Fui saindo e ele perguntou:
- Vai mesmo deixar o celular? Se fizer isso, eu não vou lhe dar novamente.
Virei para frente e segui meu caminho. Antes que desse dois passos ele estava na minha frente, impedindo minha passagem:
- Você sempre tem que ser assim tão explosiva?

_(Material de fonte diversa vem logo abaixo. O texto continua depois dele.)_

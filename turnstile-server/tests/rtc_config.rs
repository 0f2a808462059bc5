use pretty_assertions::assert_eq;
use reqwest::StatusCode;
use reqwest::header::{ACCESS_CONTROL_ALLOW_ORIGIN, ORIGIN};
use std::sync::Arc;
use std::time::Duration;
use test_log::test;
use turnstile_protocol::http::webrtc::RtcConfig;
use turnstile_server::config::AppConfig;
use turnstile_server::ice::provider::UpstreamIceServer;
use turnstile_server::ice::provider::mock::MockIceProvider;
use turnstile_server::test_utils::TestApp;

const SNAPSHOT_TIMEOUT: Duration = Duration::from_secs(2);

fn allow_origin(response: &reqwest::Response) -> Option<&str> {
    response
        .headers()
        .get(ACCESS_CONTROL_ALLOW_ORIGIN)
        .and_then(|value| value.to_str().ok())
}

async fn get_rtc_config(test_app: &TestApp) -> anyhow::Result<(StatusCode, serde_json::Value)> {
    let response = reqwest::get(test_app.url("/rtcConfig")).await?;
    let status = response.status();
    Ok((status, response.json().await?))
}

#[test(tokio::test)]
async fn no_provider_serves_empty_not_found() -> anyhow::Result<()> {
    let test_app = TestApp::from_config(AppConfig::default()).await;
    assert!(!test_app.has_refresher());

    for _ in 0..3 {
        let (status, body) = get_rtc_config(&test_app).await?;
        assert_eq!(status, StatusCode::NOT_FOUND);
        assert_eq!(body, serde_json::json!({ "iceServers": [] }));
    }

    Ok(())
}

#[test(tokio::test)]
async fn first_refresh_is_served() -> anyhow::Result<()> {
    let provider = Arc::new(MockIceProvider::new(vec![
        UpstreamIceServer::with_url("turn:example.com").with_auth("u", "c"),
    ]));
    let test_app = TestApp::with_provider(provider).await;
    assert!(test_app.wait_for_ice_servers(SNAPSHOT_TIMEOUT).await);

    let response = reqwest::get(test_app.url("/rtcConfig")).await?;
    assert_eq!(response.status(), StatusCode::OK);
    assert_eq!(
        response.text().await?,
        r#"{"iceServers":[{"urls":"stun:23.21.150.121"},{"urls":"turn:example.com","username":"u","credential":"c"}]}"#
    );

    Ok(())
}

#[test(tokio::test)]
async fn upstream_stun_servers_are_not_served() -> anyhow::Result<()> {
    let provider = Arc::new(MockIceProvider::new(vec![
        UpstreamIceServer::with_url("stun:upstream.example.com"),
        UpstreamIceServer::with_url("turn:upstream.example.com:3478?transport=udp")
            .with_auth("u", "c"),
        UpstreamIceServer::with_urls("turn:upstream.example.com:3478?transport=tcp")
            .with_auth("u", "c"),
    ]));
    let test_app = TestApp::with_provider(provider).await;
    assert!(test_app.wait_for_ice_servers(SNAPSHOT_TIMEOUT).await);

    let response = reqwest::get(test_app.url("/rtcConfig")).await?;
    assert_eq!(response.status(), StatusCode::OK);
    let config: RtcConfig = response.json().await?;

    let urls: Vec<_> = config
        .ice_servers
        .iter()
        .flat_map(|server| server.urls.iter())
        .collect();
    assert_eq!(
        urls,
        vec![
            "stun:23.21.150.121",
            "turn:upstream.example.com:3478?transport=udp",
            "turn:upstream.example.com:3478?transport=tcp",
        ]
    );

    Ok(())
}

#[test(tokio::test)]
async fn cors_echoes_allowed_origins_only() -> anyhow::Result<()> {
    let test_app = TestApp::new().await;
    assert!(test_app.wait_for_ice_servers(SNAPSHOT_TIMEOUT).await);
    let client = reqwest::Client::new();

    let allowed = client
        .get(test_app.url("/rtcConfig"))
        .header(ORIGIN, "http://myapp.localtunnel.me")
        .send()
        .await?;
    assert_eq!(allowed.status(), StatusCode::OK);
    assert_eq!(
        allow_origin(&allowed),
        Some("http://myapp.localtunnel.me")
    );

    let rejected = client
        .get(test_app.url("/rtcConfig"))
        .header(ORIGIN, "http://evil.example.com")
        .send()
        .await?;
    assert_eq!(rejected.status(), StatusCode::OK);
    assert_eq!(allow_origin(&rejected), None);

    Ok(())
}

#[test(tokio::test)]
async fn cors_applies_before_first_snapshot() -> anyhow::Result<()> {
    let test_app = TestApp::from_config(AppConfig::default()).await;

    let response = reqwest::Client::new()
        .get(test_app.url("/rtcConfig"))
        .header(ORIGIN, "http://localhost:3000")
        .send()
        .await?;
    assert_eq!(response.status(), StatusCode::NOT_FOUND);
    assert_eq!(
        allow_origin(&response),
        Some("http://localhost:3000")
    );

    Ok(())
}

#[test(tokio::test)]
async fn cors_preflight_is_answered() -> anyhow::Result<()> {
    let test_app = TestApp::new().await;

    let response = reqwest::Client::new()
        .request(reqwest::Method::OPTIONS, test_app.url("/rtcConfig"))
        .header(ORIGIN, "https://localhost:8443")
        .header("access-control-request-method", "GET")
        .send()
        .await?;

    assert!(response.status().is_success());
    assert_eq!(
        allow_origin(&response),
        Some("https://localhost:8443")
    );

    Ok(())
}

#[test(tokio::test)]
async fn failed_refresh_keeps_serving_previous_snapshot() -> anyhow::Result<()> {
    let provider = Arc::new(MockIceProvider::default());
    let mut config = AppConfig::default();
    config.ice.refresh_interval = Duration::from_millis(20);
    let test_app = TestApp::with_provider_and_config(provider.clone(), config).await;
    assert!(test_app.wait_for_ice_servers(SNAPSHOT_TIMEOUT).await);

    let (status, before) = get_rtc_config(&test_app).await?;
    assert_eq!(status, StatusCode::OK);

    provider.set_error(true);
    let calls = provider.calls();
    tokio::time::timeout(SNAPSHOT_TIMEOUT, async {
        while provider.calls() < calls + 2 {
            tokio::time::sleep(Duration::from_millis(5)).await;
        }
    })
    .await?;

    let (status, after) = get_rtc_config(&test_app).await?;
    assert_eq!(status, StatusCode::OK);
    assert_eq!(before, after);

    Ok(())
}

#[test(tokio::test)]
async fn health_is_ok_in_degraded_mode() -> anyhow::Result<()> {
    let test_app = TestApp::from_config(AppConfig::default()).await;

    let response = reqwest::get(test_app.url("/health")).await?;
    assert_eq!(response.status(), StatusCode::OK);
    assert_eq!(response.text().await?, "OK");

    Ok(())
}
use http::request::Parts;
use http::{HeaderValue, Method};
use regex::Regex;
use serde::{Deserialize, Deserializer, Serialize};
use std::collections::HashSet;
use std::sync::Arc;
use tower_http::cors::{AllowOrigin, CorsLayer};

#[derive(Debug, Clone, Serialize, Deserialize)]
#[serde(default)]
pub struct CorsConfig {
    /// Origins allowed verbatim, e.g. `https://karaoke.example.com`. Also accepts a
    /// comma-separated string, as set through the environment.
    #[serde(deserialize_with = "deserialize_origins")]
    pub allowed_origins: Vec<String>,
    /// Allow `http(s)://localhost` on any port.
    pub allow_localhost: bool,
    /// Allow single-label subdomains of this tunneling service, e.g. `https://abc.localtunnel.me`.
    pub tunnel_domain: Option<String>,
}

fn deserialize_origins<'de, D>(deserializer: D) -> Result<Vec<String>, D::Error>
where
    D: Deserializer<'de>,
{
    #[derive(Deserialize)]
    #[serde(untagged)]
    enum Origins {
        List(Vec<String>),
        Joined(String),
    }

    Ok(match Origins::deserialize(deserializer)? {
        Origins::List(origins) => origins,
        Origins::Joined(origins) => origins
            .split(',')
            .map(str::trim)
            .filter(|origin| !origin.is_empty())
            .map(str::to_string)
            .collect(),
    })
}

impl Default for CorsConfig {
    fn default() -> Self {
        Self {
            allowed_origins: Vec::new(),
            allow_localhost: true,
            tunnel_domain: Some("localtunnel.me".to_string()),
        }
    }
}

/// Decides which browser origins may read cross-origin responses.
#[derive(Debug, Clone)]
pub struct OriginPolicy {
    allowed_origins: HashSet<String>,
    localhost: Option<Regex>,
    tunnel: Option<Regex>,
}

impl OriginPolicy {
    pub fn new(config: &CorsConfig) -> Result<Self, regex::Error> {
        let localhost = config
            .allow_localhost
            .then(|| Regex::new(r"^https?://localhost(:\d+)?$"))
            .transpose()?;

        let tunnel = config
            .tunnel_domain
            .as_deref()
            .map(|domain| domain.trim().trim_start_matches('.'))
            .filter(|domain| !domain.is_empty())
            .map(|domain| Regex::new(&format!(r"^https?://[^./:]+\.{}$", regex::escape(domain))))
            .transpose()?;

        Ok(Self {
            allowed_origins: config
                .allowed_origins
                .iter()
                .map(|origin| origin.trim_end_matches('/').to_string())
                .collect(),
            localhost,
            tunnel,
        })
    }

    pub fn is_allowed(&self, origin: &str) -> bool {
        self.allowed_origins.contains(origin)
            || self.localhost.as_ref().is_some_and(|re| re.is_match(origin))
            || self.tunnel.as_ref().is_some_and(|re| re.is_match(origin))
    }

    /// A CORS layer that echoes allowed origins and omits `Access-Control-Allow-Origin` otherwise.
    pub fn layer(self: Arc<Self>) -> CorsLayer {
        CorsLayer::new()
            .allow_origin(AllowOrigin::predicate(
                move |origin: &HeaderValue, _parts: &Parts| {
                    origin
                        .to_str()
                        .is_ok_and(|origin| self.is_allowed(origin))
                },
            ))
            .allow_methods([Method::GET])
    }
}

- Me deixe passar. – falei furiosa.
- Sua mochila fica também? Ou é pretexto para eu levar na sua casa?
- Abusado.
Voltei e peguei minha mochila, colocando nas costas. Ele continuava me impedindo a passagem:
- Não sai sem o presente. – ele avisou.
Tentei pegar a sacola e ele levantou. Claro que eu não conseguia alcançar. Ele era muito mais alto do que eu. Comecei a ficar furiosa porque ele ria de mim. Depois ele colocou os braços para trás, segurando firme. Conforme eu ia me virando ele girava o corpo para eu não pegar. Comecei a rir. Ele era ágil.
- Tente baixinha...
- Isso me deixa ainda mais furiosa.
- Hum... Fico feliz de saber.
Passei meus braços em torno do corpo dele, pegando sua mão com a sacola. Era quase como um abraço. E nossos corpos ficaram tão colados que eu cheguei a sentir um frio na minha espinha. Olhei para cima e o sorriso se desfez nos lábios dele. Nossos olhos se encontraram e eu conseguia ver algo diferente entre nós. Pela primeira vez eu senti vontade de beijar Nick. E me senti extremamente culpada pelo que passou na minha cabeça. Juliet: isso não pode acontecer! Você não pode ficar com ele. Nick é seu amigo. E ele gosta de Val.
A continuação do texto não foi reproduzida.